Segment Open

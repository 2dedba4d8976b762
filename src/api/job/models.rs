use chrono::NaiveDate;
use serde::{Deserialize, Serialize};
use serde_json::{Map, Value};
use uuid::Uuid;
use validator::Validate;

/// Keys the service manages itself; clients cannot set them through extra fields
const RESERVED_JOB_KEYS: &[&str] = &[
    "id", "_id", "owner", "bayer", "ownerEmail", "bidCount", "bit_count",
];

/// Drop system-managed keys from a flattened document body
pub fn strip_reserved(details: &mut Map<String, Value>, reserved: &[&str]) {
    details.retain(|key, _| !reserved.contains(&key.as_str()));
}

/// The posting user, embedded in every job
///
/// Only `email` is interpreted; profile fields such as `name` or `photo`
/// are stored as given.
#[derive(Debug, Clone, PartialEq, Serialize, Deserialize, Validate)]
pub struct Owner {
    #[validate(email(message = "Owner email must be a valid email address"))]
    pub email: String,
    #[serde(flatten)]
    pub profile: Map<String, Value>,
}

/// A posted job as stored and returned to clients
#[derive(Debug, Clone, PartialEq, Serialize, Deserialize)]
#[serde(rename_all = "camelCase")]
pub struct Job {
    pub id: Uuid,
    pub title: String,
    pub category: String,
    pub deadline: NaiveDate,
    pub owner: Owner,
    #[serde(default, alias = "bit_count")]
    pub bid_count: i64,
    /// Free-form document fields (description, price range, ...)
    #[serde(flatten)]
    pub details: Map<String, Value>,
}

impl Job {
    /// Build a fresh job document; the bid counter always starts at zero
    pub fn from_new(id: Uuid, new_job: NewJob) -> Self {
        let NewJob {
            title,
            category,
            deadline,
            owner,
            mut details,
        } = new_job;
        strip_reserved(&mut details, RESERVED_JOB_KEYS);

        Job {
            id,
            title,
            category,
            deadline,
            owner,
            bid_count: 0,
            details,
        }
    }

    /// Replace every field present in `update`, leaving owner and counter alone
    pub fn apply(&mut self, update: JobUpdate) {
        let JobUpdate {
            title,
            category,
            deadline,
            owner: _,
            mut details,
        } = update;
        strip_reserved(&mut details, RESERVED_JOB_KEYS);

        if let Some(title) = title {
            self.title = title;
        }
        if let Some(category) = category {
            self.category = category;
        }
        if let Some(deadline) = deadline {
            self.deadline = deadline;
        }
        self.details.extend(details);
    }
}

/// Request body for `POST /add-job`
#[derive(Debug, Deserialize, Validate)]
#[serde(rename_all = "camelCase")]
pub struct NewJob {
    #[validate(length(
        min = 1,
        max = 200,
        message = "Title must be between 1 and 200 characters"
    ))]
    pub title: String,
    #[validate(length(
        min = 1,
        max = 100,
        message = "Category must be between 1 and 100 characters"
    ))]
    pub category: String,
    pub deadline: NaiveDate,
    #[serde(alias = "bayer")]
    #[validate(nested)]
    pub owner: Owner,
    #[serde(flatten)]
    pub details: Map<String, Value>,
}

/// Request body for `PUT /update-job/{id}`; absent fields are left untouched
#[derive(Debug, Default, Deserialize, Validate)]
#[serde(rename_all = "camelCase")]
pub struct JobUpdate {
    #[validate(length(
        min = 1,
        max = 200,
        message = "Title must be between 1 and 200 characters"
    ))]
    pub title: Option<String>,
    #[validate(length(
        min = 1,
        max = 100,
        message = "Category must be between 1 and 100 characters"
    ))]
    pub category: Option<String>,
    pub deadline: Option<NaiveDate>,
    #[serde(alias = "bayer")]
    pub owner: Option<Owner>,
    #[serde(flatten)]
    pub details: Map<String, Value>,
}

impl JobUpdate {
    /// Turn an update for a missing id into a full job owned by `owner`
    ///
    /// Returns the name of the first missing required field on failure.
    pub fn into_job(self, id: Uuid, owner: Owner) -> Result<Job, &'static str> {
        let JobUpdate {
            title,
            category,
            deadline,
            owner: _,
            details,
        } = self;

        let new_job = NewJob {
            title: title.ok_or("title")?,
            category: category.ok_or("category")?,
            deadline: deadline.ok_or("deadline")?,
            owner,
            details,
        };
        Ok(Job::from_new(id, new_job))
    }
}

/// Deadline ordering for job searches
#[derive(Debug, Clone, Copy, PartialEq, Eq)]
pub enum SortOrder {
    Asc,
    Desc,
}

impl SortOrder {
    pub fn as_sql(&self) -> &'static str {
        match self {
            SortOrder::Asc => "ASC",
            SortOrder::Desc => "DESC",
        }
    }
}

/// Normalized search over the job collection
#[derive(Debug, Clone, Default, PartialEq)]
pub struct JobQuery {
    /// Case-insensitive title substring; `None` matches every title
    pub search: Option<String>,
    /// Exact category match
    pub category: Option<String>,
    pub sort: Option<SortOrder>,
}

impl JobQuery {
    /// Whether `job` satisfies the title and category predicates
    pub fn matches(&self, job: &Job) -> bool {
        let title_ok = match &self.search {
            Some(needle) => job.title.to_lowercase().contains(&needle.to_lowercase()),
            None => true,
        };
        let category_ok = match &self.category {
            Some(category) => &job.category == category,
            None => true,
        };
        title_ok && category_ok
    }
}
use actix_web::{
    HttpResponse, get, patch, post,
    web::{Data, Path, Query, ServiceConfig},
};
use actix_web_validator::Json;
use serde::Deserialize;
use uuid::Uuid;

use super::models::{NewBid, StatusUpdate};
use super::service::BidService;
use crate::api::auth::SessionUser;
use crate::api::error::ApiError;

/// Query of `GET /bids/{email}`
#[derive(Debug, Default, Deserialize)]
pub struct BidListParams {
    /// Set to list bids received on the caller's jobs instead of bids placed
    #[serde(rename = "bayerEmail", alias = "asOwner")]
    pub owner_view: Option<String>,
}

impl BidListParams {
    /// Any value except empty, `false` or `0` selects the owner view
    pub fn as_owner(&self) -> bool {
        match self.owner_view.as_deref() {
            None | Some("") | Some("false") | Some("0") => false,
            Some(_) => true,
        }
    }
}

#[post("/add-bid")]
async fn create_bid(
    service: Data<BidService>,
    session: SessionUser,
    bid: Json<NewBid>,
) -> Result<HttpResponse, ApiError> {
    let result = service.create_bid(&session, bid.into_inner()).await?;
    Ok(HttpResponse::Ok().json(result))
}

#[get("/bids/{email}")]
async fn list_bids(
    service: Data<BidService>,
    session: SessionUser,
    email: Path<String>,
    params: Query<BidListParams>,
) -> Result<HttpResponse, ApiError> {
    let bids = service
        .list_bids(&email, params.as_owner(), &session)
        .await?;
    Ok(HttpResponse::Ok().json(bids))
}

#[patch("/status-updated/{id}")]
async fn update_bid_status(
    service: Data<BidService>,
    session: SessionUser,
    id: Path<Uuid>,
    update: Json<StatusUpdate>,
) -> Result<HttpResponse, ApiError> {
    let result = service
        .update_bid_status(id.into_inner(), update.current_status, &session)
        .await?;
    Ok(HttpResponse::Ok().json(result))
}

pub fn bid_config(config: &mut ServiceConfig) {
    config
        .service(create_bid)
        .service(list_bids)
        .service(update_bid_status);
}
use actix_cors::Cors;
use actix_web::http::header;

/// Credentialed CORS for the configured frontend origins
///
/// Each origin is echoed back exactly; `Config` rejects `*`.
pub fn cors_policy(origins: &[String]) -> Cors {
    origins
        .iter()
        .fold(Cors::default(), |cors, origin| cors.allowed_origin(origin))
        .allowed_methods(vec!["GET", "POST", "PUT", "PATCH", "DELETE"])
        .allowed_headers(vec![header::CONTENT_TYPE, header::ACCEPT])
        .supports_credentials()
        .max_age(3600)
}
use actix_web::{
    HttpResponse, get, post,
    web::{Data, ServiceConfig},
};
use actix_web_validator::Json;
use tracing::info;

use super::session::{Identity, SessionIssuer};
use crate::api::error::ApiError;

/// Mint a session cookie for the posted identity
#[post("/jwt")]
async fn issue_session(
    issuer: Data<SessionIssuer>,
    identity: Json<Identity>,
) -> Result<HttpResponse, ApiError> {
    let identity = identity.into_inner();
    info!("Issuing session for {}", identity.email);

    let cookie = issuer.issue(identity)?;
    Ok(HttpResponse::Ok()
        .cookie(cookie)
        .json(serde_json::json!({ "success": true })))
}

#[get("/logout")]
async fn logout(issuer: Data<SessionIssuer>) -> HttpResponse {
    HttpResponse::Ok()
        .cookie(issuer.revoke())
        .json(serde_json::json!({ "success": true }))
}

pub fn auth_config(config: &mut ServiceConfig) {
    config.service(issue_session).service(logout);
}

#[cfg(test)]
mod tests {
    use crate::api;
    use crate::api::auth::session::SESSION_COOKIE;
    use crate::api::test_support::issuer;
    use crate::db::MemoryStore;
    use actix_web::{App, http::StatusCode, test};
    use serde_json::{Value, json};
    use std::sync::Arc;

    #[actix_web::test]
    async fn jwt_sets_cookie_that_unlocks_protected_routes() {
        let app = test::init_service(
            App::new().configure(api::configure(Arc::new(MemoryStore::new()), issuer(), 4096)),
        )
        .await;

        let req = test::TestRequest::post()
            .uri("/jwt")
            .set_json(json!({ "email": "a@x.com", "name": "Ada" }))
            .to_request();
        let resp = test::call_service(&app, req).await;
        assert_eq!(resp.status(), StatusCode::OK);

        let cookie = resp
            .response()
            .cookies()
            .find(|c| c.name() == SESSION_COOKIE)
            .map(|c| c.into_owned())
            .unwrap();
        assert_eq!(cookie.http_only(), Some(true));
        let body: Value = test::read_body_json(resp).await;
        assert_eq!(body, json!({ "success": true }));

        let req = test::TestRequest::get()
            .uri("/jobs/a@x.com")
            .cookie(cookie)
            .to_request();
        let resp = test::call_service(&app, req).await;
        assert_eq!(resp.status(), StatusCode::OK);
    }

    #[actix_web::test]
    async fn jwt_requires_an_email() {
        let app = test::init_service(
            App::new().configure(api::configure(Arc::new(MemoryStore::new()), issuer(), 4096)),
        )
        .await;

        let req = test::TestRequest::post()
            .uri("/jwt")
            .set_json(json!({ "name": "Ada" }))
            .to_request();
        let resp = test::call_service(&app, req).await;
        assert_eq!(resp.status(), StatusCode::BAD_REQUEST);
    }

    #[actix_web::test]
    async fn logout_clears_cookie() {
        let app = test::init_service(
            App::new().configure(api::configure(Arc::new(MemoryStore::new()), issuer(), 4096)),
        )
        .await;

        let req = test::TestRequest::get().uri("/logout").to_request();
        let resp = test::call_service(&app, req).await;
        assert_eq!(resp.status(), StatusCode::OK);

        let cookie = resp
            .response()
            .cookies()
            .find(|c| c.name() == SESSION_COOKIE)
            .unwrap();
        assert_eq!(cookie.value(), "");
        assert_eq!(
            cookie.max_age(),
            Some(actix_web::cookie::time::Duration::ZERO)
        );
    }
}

Segment Closed

> Problem
The answer is every line in the data where the word "derive" appears.

> Answer to this task
#[derive(Debug, Clone, PartialEq, Serialize, Deserialize, Validate)]
#[derive(Debug, Clone, PartialEq, Serialize, Deserialize)]
#[derive(Debug, Deserialize, Validate)]
#[derive(Debug, Default, Deserialize, Validate)]
#[derive(Debug, Clone, Copy, PartialEq, Eq)]
#[derive(Debug, Clone, Default, PartialEq)]
#[derive(Debug, Default, Deserialize)]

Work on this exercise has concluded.